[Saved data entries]
╭──
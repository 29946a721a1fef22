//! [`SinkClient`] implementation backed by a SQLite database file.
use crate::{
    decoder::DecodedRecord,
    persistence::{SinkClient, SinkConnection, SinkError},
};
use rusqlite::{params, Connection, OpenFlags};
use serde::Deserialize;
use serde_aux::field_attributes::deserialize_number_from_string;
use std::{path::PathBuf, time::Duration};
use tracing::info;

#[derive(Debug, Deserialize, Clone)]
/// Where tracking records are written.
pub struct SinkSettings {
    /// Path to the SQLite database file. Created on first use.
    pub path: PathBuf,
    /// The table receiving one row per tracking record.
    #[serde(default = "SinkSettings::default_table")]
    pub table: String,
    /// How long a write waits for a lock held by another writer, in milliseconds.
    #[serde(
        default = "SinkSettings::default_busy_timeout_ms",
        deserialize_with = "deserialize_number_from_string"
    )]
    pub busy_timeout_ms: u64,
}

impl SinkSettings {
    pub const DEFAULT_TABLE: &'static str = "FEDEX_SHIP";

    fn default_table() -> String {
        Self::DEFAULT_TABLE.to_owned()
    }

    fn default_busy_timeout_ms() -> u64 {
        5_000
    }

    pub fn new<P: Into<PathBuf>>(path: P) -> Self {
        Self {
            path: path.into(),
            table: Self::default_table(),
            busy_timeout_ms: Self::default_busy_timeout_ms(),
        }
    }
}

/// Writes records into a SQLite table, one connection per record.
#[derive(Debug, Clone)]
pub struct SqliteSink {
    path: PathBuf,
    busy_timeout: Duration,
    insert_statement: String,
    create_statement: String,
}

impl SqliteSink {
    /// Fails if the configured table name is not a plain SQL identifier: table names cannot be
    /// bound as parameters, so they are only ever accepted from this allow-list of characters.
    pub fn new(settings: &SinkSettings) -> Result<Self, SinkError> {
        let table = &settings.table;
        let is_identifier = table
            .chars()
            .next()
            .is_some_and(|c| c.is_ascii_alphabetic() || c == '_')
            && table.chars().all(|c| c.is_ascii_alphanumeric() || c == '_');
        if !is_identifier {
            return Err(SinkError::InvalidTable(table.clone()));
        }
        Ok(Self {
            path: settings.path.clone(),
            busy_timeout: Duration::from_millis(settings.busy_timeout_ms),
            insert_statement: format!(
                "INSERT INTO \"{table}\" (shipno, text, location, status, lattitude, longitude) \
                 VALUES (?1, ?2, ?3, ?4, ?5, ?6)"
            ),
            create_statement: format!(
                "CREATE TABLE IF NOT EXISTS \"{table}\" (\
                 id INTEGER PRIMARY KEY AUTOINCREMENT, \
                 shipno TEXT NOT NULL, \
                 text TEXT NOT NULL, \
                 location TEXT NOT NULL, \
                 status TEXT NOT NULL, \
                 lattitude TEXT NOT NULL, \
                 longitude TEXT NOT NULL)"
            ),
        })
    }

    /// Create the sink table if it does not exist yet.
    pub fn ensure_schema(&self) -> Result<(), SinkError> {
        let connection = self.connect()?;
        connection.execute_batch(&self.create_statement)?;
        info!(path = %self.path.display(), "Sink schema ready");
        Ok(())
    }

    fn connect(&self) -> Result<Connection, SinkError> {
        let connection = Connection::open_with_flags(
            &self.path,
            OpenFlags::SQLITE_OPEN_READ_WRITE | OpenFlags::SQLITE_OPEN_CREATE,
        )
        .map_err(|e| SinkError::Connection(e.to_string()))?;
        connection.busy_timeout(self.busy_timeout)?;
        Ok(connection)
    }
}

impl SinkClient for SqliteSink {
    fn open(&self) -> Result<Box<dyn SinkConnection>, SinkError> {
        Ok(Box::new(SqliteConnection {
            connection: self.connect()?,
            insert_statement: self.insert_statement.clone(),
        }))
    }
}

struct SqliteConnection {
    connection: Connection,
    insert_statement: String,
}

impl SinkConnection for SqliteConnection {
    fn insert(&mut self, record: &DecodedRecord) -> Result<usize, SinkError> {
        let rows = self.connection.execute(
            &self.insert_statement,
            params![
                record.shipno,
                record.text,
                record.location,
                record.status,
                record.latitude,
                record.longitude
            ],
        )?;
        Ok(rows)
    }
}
╰──
PROBLEM: Restate the data word for word, leaving nothing out.

TASK SOLUTION:
repository 29946a721a1fef22
//! [`SinkClient`] implementation backed by a SQLite database file.
use crate::{
    decoder::DecodedRecord,
    persistence::{SinkClient, SinkConnection, SinkError},
};
use rusqlite::{params, Connection, OpenFlags};
use serde::Deserialize;
use serde_aux::field_attributes::deserialize_number_from_string;
use std::{path::PathBuf, time::Duration};
use tracing::info;

#[derive(Debug, Deserialize, Clone)]
/// Where tracking records are written.
pub struct SinkSettings {
    /// Path to the SQLite database file. Created on first use.
    pub path: PathBuf,
    /// The table receiving one row per tracking record.
    #[serde(default = "SinkSettings::default_table")]
    pub table: String,
    /// How long a write waits for a lock held by another writer, in milliseconds.
    #[serde(
        default = "SinkSettings::default_busy_timeout_ms",
        deserialize_with = "deserialize_number_from_string"
    )]
    pub busy_timeout_ms: u64,
}

impl SinkSettings {
    pub const DEFAULT_TABLE: &'static str = "FEDEX_SHIP";

    fn default_table() -> String {
        Self::DEFAULT_TABLE.to_owned()
    }

    fn default_busy_timeout_ms() -> u64 {
        5_000
    }

    pub fn new<P: Into<PathBuf>>(path: P) -> Self {
        Self {
            path: path.into(),
            table: Self::default_table(),
            busy_timeout_ms: Self::default_busy_timeout_ms(),
        }
    }
}

/// Writes records into a SQLite table, one connection per record.
#[derive(Debug, Clone)]
pub struct SqliteSink {
    path: PathBuf,
    busy_timeout: Duration,
    insert_statement: String,
    create_statement: String,
}

impl SqliteSink {
    /// Fails if the configured table name is not a plain SQL identifier: table names cannot be
    /// bound as parameters, so they are only ever accepted from this allow-list of characters.
    pub fn new(settings: &SinkSettings) -> Result<Self, SinkError> {
        let table = &settings.table;
        let is_identifier = table
            .chars()
            .next()
            .is_some_and(|c| c.is_ascii_alphabetic() || c == '_')
            && table.chars().all(|c| c.is_ascii_alphanumeric() || c == '_');
        if !is_identifier {
            return Err(SinkError::InvalidTable(table.clone()));
        }
        Ok(Self {
            path: settings.path.clone(),
            busy_timeout: Duration::from_millis(settings.busy_timeout_ms),
            insert_statement: format!(
                "INSERT INTO \"{table}\" (shipno, text, location, status, lattitude, longitude) \
                 VALUES (?1, ?2, ?3, ?4, ?5, ?6)"
            ),
            create_statement: format!(
                "CREATE TABLE IF NOT EXISTS \"{table}\" (\
                 id INTEGER PRIMARY KEY AUTOINCREMENT, \
                 shipno TEXT NOT NULL, \
                 text TEXT NOT NULL, \
                 location TEXT NOT NULL, \
                 status TEXT NOT NULL, \
                 lattitude TEXT NOT NULL, \
                 longitude TEXT NOT NULL)"
            ),
        })
    }

    /// Create the sink table if it does not exist yet.
    pub fn ensure_schema(&self) -> Result<(), SinkError> {
        let connection = self.connect()?;
        connection.execute_batch(&self.create_statement)?;
        info!(path = %self.path.display(), "Sink schema ready");
        Ok(())
    }

    fn connect(&self) -> Result<Connection, SinkError> {
        let connection = Connection::open_with_flags(
            &self.path,
            OpenFlags::SQLITE_OPEN_READ_WRITE | OpenFlags::SQLITE_OPEN_CREATE,
        )
        .map_err(|e| SinkError::Connection(e.to_string()))?;
        connection.busy_timeout(self.busy_timeout)?;
        Ok(connection)
    }
}

impl SinkClient for SqliteSink {
    fn open(&self) -> Result<Box<dyn SinkConnection>, SinkError> {
        Ok(Box::new(SqliteConnection {
            connection: self.connect()?,
            insert_statement: self.insert_statement.clone(),
        }))
    }
}

struct SqliteConnection {
    connection: Connection,
    insert_statement: String,
}

impl SinkConnection for SqliteConnection {
    fn insert(&mut self, record: &DecodedRecord) -> Result<usize, SinkError> {
        let rows = self.connection.execute(
            &self.insert_statement,
            params![
                record.shipno,
                record.text,
                record.location,
                record.status,
                record.latitude,
                record.longitude
            ],
        )?;
        Ok(rows)
    }
}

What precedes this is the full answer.